Ubrana w białą sukienkę za kolano i jasne balerinki z obcasikiem przejrzałam się ostatni raz w lustrze i uśmiechnęłam się do siebie. Koło mnie stała Emily w różowej sukieneczce. Zaczęłam robić jej dobieranego. Za pół godziny mają przyjść państwo Verdas ze swoim synalkiem. Po uczesaniu Emily zeszłyśmy na dół. Emily poszła do taty, a ja z mamą poprawiałyśmy zastawę stołową, by wszystko było idealne. Po kilkunastu minutach do drzwi ktoś zapukał. Mój tata podszedł do drzwi, a następnie je uchylił. Emily stanęła przy mnie i przytuliła się do moich nóg. Pogłaskałam ją po główce.
- Witajcie – wszyscy zaczęli się witać ze sobą.
Mama Leona przywitała się z Emily, a na koniec ze mną. Przywitałam się z mężem pani Verdas uściskiem dłoni. Mężczyzna posłał Emily promienny uśmiech wyciągnął w jej stronę rękę, którą uścisnęła, a następnie przylgnęła do mnie z powrotem. Po chwili sam Leon Verdas pojawił się przy mnie. Kucnął przy Emily i przywitał się z nią. Dziewczynka dała mu buziaka w policzek. Chłopak podniósł się i spojrzał na mnie. Przez chwilę mierzyliśmy się wzrokiem. Po chwili postanowiłam przerwać tę ciszę.
- Cześć – powiedziałam dumnie.
- Cześć Violka – powiedział wyciągając w moją stronę rękę. Spojrzałam na nią i odsunęłam się od niego – Oj nie ładnie tak.
- Chrzań się – syknęłam.
- Chciałaś powiedzieć mnie. Chrzań mnie. To da się załatwić szatyneczko.

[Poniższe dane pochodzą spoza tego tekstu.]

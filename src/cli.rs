use clap::{Parser, Subcommand};
use std::path::PathBuf;

#[derive(Parser)]
#[command(
    name = "llmark",
    version,
    about = "Benchmark locally hosted language models against a judged task catalog"
)]
pub struct Cli {
    /// Path to a TOML config file. Defaults to ./llmark.toml when present.
    #[arg(long, global = true)]
    pub config: Option<PathBuf>,

    #[command(subcommand)]
    pub command: Command,
}

#[derive(Subcommand)]
pub enum Command {
    /// Benchmark one model: speed test, all catalog tasks, judged scores.
    Run {
        /// Model to benchmark, e.g. "llama3:8b".
        #[arg(long)]
        model: String,

        /// Suppress streamed response text; print status lines only.
        #[arg(long)]
        quiet: bool,

        /// Do not write a result JSON file.
        #[arg(long)]
        no_save: bool,
    },

    /// Pull, benchmark, save, and submit a list of models unattended.
    Autopilot {
        /// Comma-separated model names.
        #[arg(long, value_delimiter = ',', required = true)]
        models: Vec<String>,

        /// Submission token.
        #[arg(long, env = "LLMARK_TOKEN", default_value = "", hide_env_values = true)]
        token: String,

        /// Delete each model after its run to reclaim disk space.
        #[arg(long)]
        auto_cleanup: bool,
    },

    /// List models installed on the server.
    Models,

    /// Pull a model onto the server.
    Pull {
        /// Model name, e.g. "llama3:8b".
        name: String,
    },

    /// Print the benchmark task catalog.
    Tasks,
}
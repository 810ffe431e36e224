//! Category aggregation: mean scoring, min/max stats, and the synthesized
//! summary text. Pure functions; calling them twice on the same input yields
//! identical output.

use crate::results::{CategoryResult, CategoryStats, TaskResult};
use std::fmt;

pub fn round2(value: f64) -> f64 {
    (value * 100.0).round() / 100.0
}

/// Fixed score-band language used in category summaries.
#[derive(Debug, Clone, Copy, PartialEq, Eq)]
pub enum ScoreBand {
    Excellent,
    Good,
    Acceptable,
    Poor,
}

impl ScoreBand {
    pub fn from_average(average: f64) -> Self {
        if average >= 9.0 {
            ScoreBand::Excellent
        } else if average >= 7.0 {
            ScoreBand::Good
        } else if average >= 5.0 {
            ScoreBand::Acceptable
        } else {
            ScoreBand::Poor
        }
    }
}

impl fmt::Display for ScoreBand {
    fn fmt(&self, f: &mut fmt::Formatter<'_>) -> fmt::Result {
        match self {
            ScoreBand::Excellent => write!(f, "Excellent"),
            ScoreBand::Good => write!(f, "Good"),
            ScoreBand::Acceptable => write!(f, "Acceptable"),
            ScoreBand::Poor => write!(f, "Poor"),
        }
    }
}

/// Aggregate the judged tasks of one category. The average is recomputed
/// from the task scores on every call; nothing is cached.
pub fn aggregate_category(letter: char, name: &str, tasks: &[TaskResult]) -> CategoryResult {
    let count = tasks.len();
    let mean = if count == 0 {
        0.0
    } else {
        tasks.iter().map(|t| f64::from(t.score)).sum::<f64>() / count as f64
    };
    let score = round2(mean);

    let min = tasks.iter().map(|t| t.score).min().unwrap_or(0);
    let max = tasks.iter().map(|t| t.score).max().unwrap_or(0);

    CategoryResult {
        id: letter.to_string(),
        name: name.to_string(),
        score,
        comment: synthesize_summary(score, tasks),
        tasks: tasks.to_vec(),
        stats: CategoryStats { min, max, count },
    }
}

/// Build the human-readable category summary: band language, a callout of
/// the worst task (its first issue, or its comment when it reported none),
/// and a callout of the best task when distinct and scoring 9 or above.
fn synthesize_summary(average: f64, tasks: &[TaskResult]) -> String {
    let band = ScoreBand::from_average(average);
    let mut summary = format!(
        "{}: average {:.2}/10 across {} task{}.",
        band,
        average,
        tasks.len(),
        if tasks.len() == 1 { "" } else { "s" }
    );

    let worst = tasks.iter().min_by_key(|t| t.score);
    let best = tasks.iter().max_by_key(|t| t.score);

    if let Some(worst) = worst {
        let callout = worst
            .issues
            .first()
            .cloned()
            .unwrap_or_else(|| worst.comment.clone());
        summary.push_str(&format!(
            " Weakest: {} ({}/10) - {}",
            worst.id, worst.score, callout
        ));
    }

    if let (Some(best), Some(worst)) = (best, worst) {
        if best.id != worst.id && best.score >= 9 {
            summary.push_str(&format!(
                " Strongest: {} ({}/10).",
                best.id, best.score
            ));
        }
    }

    summary
}
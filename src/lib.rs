//! Local library catalog server
//!
//! Author and genre pages of a library catalog: list, detail, create, update
//! and delete, with form validation and delete gating on referencing books.

use std::sync::Arc;

pub mod api;
pub mod config;
pub mod error;
pub mod models;
pub mod repository;
pub mod services;

pub use config::AppConfig;
pub use error::{AppError, AppResult};

/// Application state shared across all handlers
#[derive(Clone)]
pub struct AppState {
    pub config: Arc<AppConfig>,
    pub services: Arc<services::Services>,
}
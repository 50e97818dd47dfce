//! Error types for the catalog server

use axum::{
    http::StatusCode,
    response::{IntoResponse, Response},
    Json,
};
use serde::Serialize;
use thiserror::Error;

/// Error codes reported in error response bodies
#[derive(Debug, Clone, Copy, PartialEq, Eq)]
#[repr(u32)]
pub enum ErrorCode {
    DbFailure = 3,
    Duplicate = 8,
    NoSuchData = 20,
}

/// Main application error type.
///
/// Field-level form problems are not errors at this level: they are reported
/// as [`crate::models::form::FieldError`] values and re-rendered with the form.
#[derive(Error, Debug)]
pub enum AppError {
    #[error("Not found: {0}")]
    NotFound(String),

    #[error("Conflict: {0}")]
    Conflict(String),

    #[error("Database error: {0}")]
    Database(#[from] sqlx::Error),
}

/// Error response body
#[derive(Serialize, utoipa::ToSchema)]
pub struct ErrorResponse {
    pub code: u32,
    pub error: String,
    pub message: String,
}

impl IntoResponse for AppError {
    fn into_response(self) -> Response {
        let (status, code, message) = match &self {
            AppError::NotFound(msg) => {
                (StatusCode::NOT_FOUND, ErrorCode::NoSuchData, msg.clone())
            }
            AppError::Conflict(msg) => {
                (StatusCode::CONFLICT, ErrorCode::Duplicate, msg.clone())
            }
            AppError::Database(e) => {
                tracing::error!("Database error: {:?}", e);
                (
                    StatusCode::INTERNAL_SERVER_ERROR,
                    ErrorCode::DbFailure,
                    "Database error".to_string(),
                )
            }
        };

        let body = Json(ErrorResponse {
            code: code as u32,
            error: format!("{:?}", code),
            message,
        });

        (status, body).into_response()
    }
}

/// Result type alias for application operations
pub type AppResult<T> = Result<T, AppError>;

- Leon odczep się. Takie gadki to nie do mnie – powiedziałam – I nie przy dziecku – to już wyszeptałam tak, by tylko on to usłyszał. Spojrzałam na Emily.
- Zapraszam do stołu – powiedziała moja mama.
Zajęłam miejsce obok Emily. Naprzeciwko mnie usiedli państwo Verdas. Leon natomiast usiadł obok Emily. Na szczęście… Gdyby usiadł obok mnie o wbiłabym mu widelec w krocze, o ile tam coś jeszcze ma po ostatnim spotkaniu z moją nogą.
- Violu – spojrzałam na Emily.
- Tak? – zapytałam patrząc na nią.
- Mogę usiąść przy mamie? – zapytała dziewczynka. No tak… Moja mama siedziała tam, gdzie powinna siedzieć pani domu, a mój tata tam, gdzie powinien siedzieć pan domu. Spojrzałam na Verdasa, który posłał mi uśmieszek i poruszył brwiami. Błagam… nie przy rodzicach. Zaraz?! Czy ja w ten sposób zgodziłam się, żeby tak się zachowywał, ale nie w obecności naszych rodziców?! Nie nie i jeszcze raz nie! Z moich przemyśleń wyrwała mnie Emily – Mogę? – niechętnie kiwnęłam twierdząco głową i zamieniłyśmy się miejscami.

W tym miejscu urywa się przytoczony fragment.